[Records from a data collection]
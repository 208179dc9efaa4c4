//! Runtime configuration for vinyl_scout
//!
//! Every component takes its credentials, paths and endpoints from this
//! struct instead of module globals, so tests can point the clients at
//! mock servers and temporary files.

use std::path::PathBuf;
use std::time::Duration;

/// Discogs API root
pub const DISCOGS_API_URL: &str = "https://api.discogs.com";

/// eBay search root
pub const EBAY_URL: &str = "https://www.ebay.com";

/// Popsike auction archive root
pub const POPSIKE_URL: &str = "https://www.popsike.com";

/// Cached results stay fresh for this long
const CACHE_TTL_MINUTES: i64 = 10;

/// Bound on every outbound request so a stalled upstream cannot hang a search
const REQUEST_TIMEOUT_SECS: u64 = 10;

/// Settings shared by the cache and the three source clients
#[derive(Debug, Clone)]
pub struct Config {
    /// Personal access token for the Discogs API. When absent, Discogs
    /// lookups are disabled entirely.
    pub discogs_token: Option<String>,
    /// Path of the JSON file backing the search cache
    pub cache_file: PathBuf,
    /// Freshness window for cached results
    pub cache_ttl: chrono::Duration,
    /// Per-request network timeout
    pub request_timeout: Duration,
    pub discogs_url: String,
    pub ebay_url: String,
    pub popsike_url: String,
}

impl Config {
    /// Build a config from the environment (`DISCOGS_TOKEN`) and
    /// platform default paths.
    pub fn from_env() -> Self {
        let token = std::env::var("DISCOGS_TOKEN")
            .ok()
            .filter(|t| !t.is_empty());

        Self {
            discogs_token: token,
            cache_file: default_cache_file(),
            cache_ttl: chrono::Duration::minutes(CACHE_TTL_MINUTES),
            request_timeout: Duration::from_secs(REQUEST_TIMEOUT_SECS),
            discogs_url: DISCOGS_API_URL.to_string(),
            ebay_url: EBAY_URL.to_string(),
            popsike_url: POPSIKE_URL.to_string(),
        }
    }
}

/// Returns the default cache path: ~/.cache/vinyl_scout/search_cache.json
fn default_cache_file() -> PathBuf {
    dirs::cache_dir()
        .unwrap_or_else(|| PathBuf::from("."))
        .join("vinyl_scout")
        .join("search_cache.json")
}
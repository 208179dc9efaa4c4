//! Persistent TTL cache for aggregated search results
//!
//! Entries live in a single JSON file keyed by the exact query string.
//! Staleness is evaluated lazily on read; an expired entry is left in
//! place and simply overwritten by the next write for its key.

use crate::aggregator::AggregateResult;
use crate::error::Result;
use chrono::{DateTime, Duration, Utc};
use serde::{Deserialize, Serialize};
use std::collections::HashMap;
use std::path::{Path, PathBuf};
use std::sync::{Mutex, MutexGuard};

/// A single cached search result with its storage timestamp
#[derive(Debug, Clone, Serialize, Deserialize)]
pub struct CacheEntry {
    pub timestamp: DateTime<Utc>,
    pub data: AggregateResult,
}

/// File-backed search cache with a fixed freshness window.
///
/// Keys are raw query strings; no normalization is applied, so queries
/// differing in casing or whitespace occupy separate entries. The store
/// is loaded lazily on first access and written back after every `put`.
/// All access goes through one mutex, so concurrent writes for
/// different keys serialize instead of clobbering each other.
pub struct PriceCache {
    path: PathBuf,
    ttl: Duration,
    entries: Mutex<Option<HashMap<String, CacheEntry>>>,
}

impl PriceCache {
    pub fn new(path: PathBuf, ttl: Duration) -> Self {
        Self {
            path,
            ttl,
            entries: Mutex::new(None),
        }
    }

    /// Look up a fresh entry for `key`.
    ///
    /// Stale and missing entries both come back as `None`; stale ones
    /// are not deleted.
    pub fn get(&self, key: &str) -> Option<AggregateResult> {
        let mut guard = self.lock();
        let entries = guard.get_or_insert_with(|| Self::load(&self.path));

        let entry = entries.get(key)?;
        if Utc::now() - entry.timestamp < self.ttl {
            log::info!("Cache hit for {}", key);
            Some(entry.data.clone())
        } else {
            log::debug!("Cache entry for {} is stale", key);
            None
        }
    }

    /// Store `data` under `key`, replacing any prior entry, and persist
    /// the whole store. Write failures are logged, never propagated.
    pub fn put(&self, key: &str, data: &AggregateResult) {
        let mut guard = self.lock();
        let entries = guard.get_or_insert_with(|| Self::load(&self.path));

        entries.insert(
            key.to_string(),
            CacheEntry {
                timestamp: Utc::now(),
                data: data.clone(),
            },
        );

        if let Err(e) = Self::save(&self.path, entries) {
            log::error!("Cache write error: {}", e);
        }
    }

    fn lock(&self) -> MutexGuard<'_, Option<HashMap<String, CacheEntry>>> {
        match self.entries.lock() {
            Ok(guard) => guard,
            Err(poisoned) => poisoned.into_inner(),
        }
    }

    /// Read the backing file; any failure means an empty cache.
    fn load(path: &Path) -> HashMap<String, CacheEntry> {
        if !path.exists() {
            log::info!("Starting with empty search cache");
            return HashMap::new();
        }
        match std::fs::read_to_string(path) {
            Ok(content) => match serde_json::from_str(&content) {
                Ok(entries) => entries,
                Err(e) => {
                    log::warn!("Failed to parse cache file, starting fresh: {}", e);
                    HashMap::new()
                }
            },
            Err(e) => {
                log::warn!("Failed to read cache file, starting fresh: {}", e);
                HashMap::new()
            }
        }
    }

    fn save(path: &Path, entries: &HashMap<String, CacheEntry>) -> Result<()> {
        if let Some(parent) = path.parent() {
            std::fs::create_dir_all(parent)?;
        }
        let content = serde_json::to_string(entries)?;
        std::fs::write(path, content)?;
        log::debug!("Saved search cache with {} entries", entries.len());
        Ok(())
    }
}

### What to do
Type the entries out again so that they match exactly.

### Final answer
repository 208179dc9efaa4c4
//! Runtime configuration for vinyl_scout
//!
//! Every component takes its credentials, paths and endpoints from this
//! struct instead of module globals, so tests can point the clients at
//! mock servers and temporary files.

use std::path::PathBuf;
use std::time::Duration;

/// Discogs API root
pub const DISCOGS_API_URL: &str = "https://api.discogs.com";

/// eBay search root
pub const EBAY_URL: &str = "https://www.ebay.com";

/// Popsike auction archive root
pub const POPSIKE_URL: &str = "https://www.popsike.com";

/// Cached results stay fresh for this long
const CACHE_TTL_MINUTES: i64 = 10;

/// Bound on every outbound request so a stalled upstream cannot hang a search
const REQUEST_TIMEOUT_SECS: u64 = 10;

/// Settings shared by the cache and the three source clients
#[derive(Debug, Clone)]
pub struct Config {
    /// Personal access token for the Discogs API. When absent, Discogs
    /// lookups are disabled entirely.
    pub discogs_token: Option<String>,
    /// Path of the JSON file backing the search cache
    pub cache_file: PathBuf,
    /// Freshness window for cached results
    pub cache_ttl: chrono::Duration,
    /// Per-request network timeout
    pub request_timeout: Duration,
    pub discogs_url: String,
    pub ebay_url: String,
    pub popsike_url: String,
}

impl Config {
    /// Build a config from the environment (`DISCOGS_TOKEN`) and
    /// platform default paths.
    pub fn from_env() -> Self {
        let token = std::env::var("DISCOGS_TOKEN")
            .ok()
            .filter(|t| !t.is_empty());

        Self {
            discogs_token: token,
            cache_file: default_cache_file(),
            cache_ttl: chrono::Duration::minutes(CACHE_TTL_MINUTES),
            request_timeout: Duration::from_secs(REQUEST_TIMEOUT_SECS),
            discogs_url: DISCOGS_API_URL.to_string(),
            ebay_url: EBAY_URL.to_string(),
            popsike_url: POPSIKE_URL.to_string(),
        }
    }
}

/// Returns the default cache path: ~/.cache/vinyl_scout/search_cache.json
fn default_cache_file() -> PathBuf {
    dirs::cache_dir()
        .unwrap_or_else(|| PathBuf::from("."))
        .join("vinyl_scout")
        .join("search_cache.json")
}
repository 208179dc9efaa4c4
//! Persistent TTL cache for aggregated search results
//!
//! Entries live in a single JSON file keyed by the exact query string.
//! Staleness is evaluated lazily on read; an expired entry is left in
//! place and simply overwritten by the next write for its key.

use crate::aggregator::AggregateResult;
use crate::error::Result;
use chrono::{DateTime, Duration, Utc};
use serde::{Deserialize, Serialize};
use std::collections::HashMap;
use std::path::{Path, PathBuf};
use std::sync::{Mutex, MutexGuard};

/// A single cached search result with its storage timestamp
#[derive(Debug, Clone, Serialize, Deserialize)]
pub struct CacheEntry {
    pub timestamp: DateTime<Utc>,
    pub data: AggregateResult,
}

/// File-backed search cache with a fixed freshness window.
///
/// Keys are raw query strings; no normalization is applied, so queries
/// differing in casing or whitespace occupy separate entries. The store
/// is loaded lazily on first access and written back after every `put`.
/// All access goes through one mutex, so concurrent writes for
/// different keys serialize instead of clobbering each other.
pub struct PriceCache {
    path: PathBuf,
    ttl: Duration,
    entries: Mutex<Option<HashMap<String, CacheEntry>>>,
}

impl PriceCache {
    pub fn new(path: PathBuf, ttl: Duration) -> Self {
        Self {
            path,
            ttl,
            entries: Mutex::new(None),
        }
    }

    /// Look up a fresh entry for `key`.
    ///
    /// Stale and missing entries both come back as `None`; stale ones
    /// are not deleted.
    pub fn get(&self, key: &str) -> Option<AggregateResult> {
        let mut guard = self.lock();
        let entries = guard.get_or_insert_with(|| Self::load(&self.path));

        let entry = entries.get(key)?;
        if Utc::now() - entry.timestamp < self.ttl {
            log::info!("Cache hit for {}", key);
            Some(entry.data.clone())
        } else {
            log::debug!("Cache entry for {} is stale", key);
            None
        }
    }

    /// Store `data` under `key`, replacing any prior entry, and persist
    /// the whole store. Write failures are logged, never propagated.
    pub fn put(&self, key: &str, data: &AggregateResult) {
        let mut guard = self.lock();
        let entries = guard.get_or_insert_with(|| Self::load(&self.path));

        entries.insert(
            key.to_string(),
            CacheEntry {
                timestamp: Utc::now(),
                data: data.clone(),
            },
        );

        if let Err(e) = Self::save(&self.path, entries) {
            log::error!("Cache write error: {}", e);
        }
    }

    fn lock(&self) -> MutexGuard<'_, Option<HashMap<String, CacheEntry>>> {
        match self.entries.lock() {
            Ok(guard) => guard,
            Err(poisoned) => poisoned.into_inner(),
        }
    }

    /// Read the backing file; any failure means an empty cache.
    fn load(path: &Path) -> HashMap<String, CacheEntry> {
        if !path.exists() {
            log::info!("Starting with empty search cache");
            return HashMap::new();
        }
        match std::fs::read_to_string(path) {
            Ok(content) => match serde_json::from_str(&content) {
                Ok(entries) => entries,
                Err(e) => {
                    log::warn!("Failed to parse cache file, starting fresh: {}", e);
                    HashMap::new()
                }
            },
            Err(e) => {
                log::warn!("Failed to read cache file, starting fresh: {}", e);
                HashMap::new()
            }
        }
    }

    fn save(path: &Path, entries: &HashMap<String, CacheEntry>) -> Result<()> {
        if let Some(parent) = path.parent() {
            std::fs::create_dir_all(parent)?;
        }
        let content = serde_json::to_string(entries)?;
        std::fs::write(path, content)?;
        log::debug!("Saved search cache with {} entries", entries.len());
        Ok(())
    }
}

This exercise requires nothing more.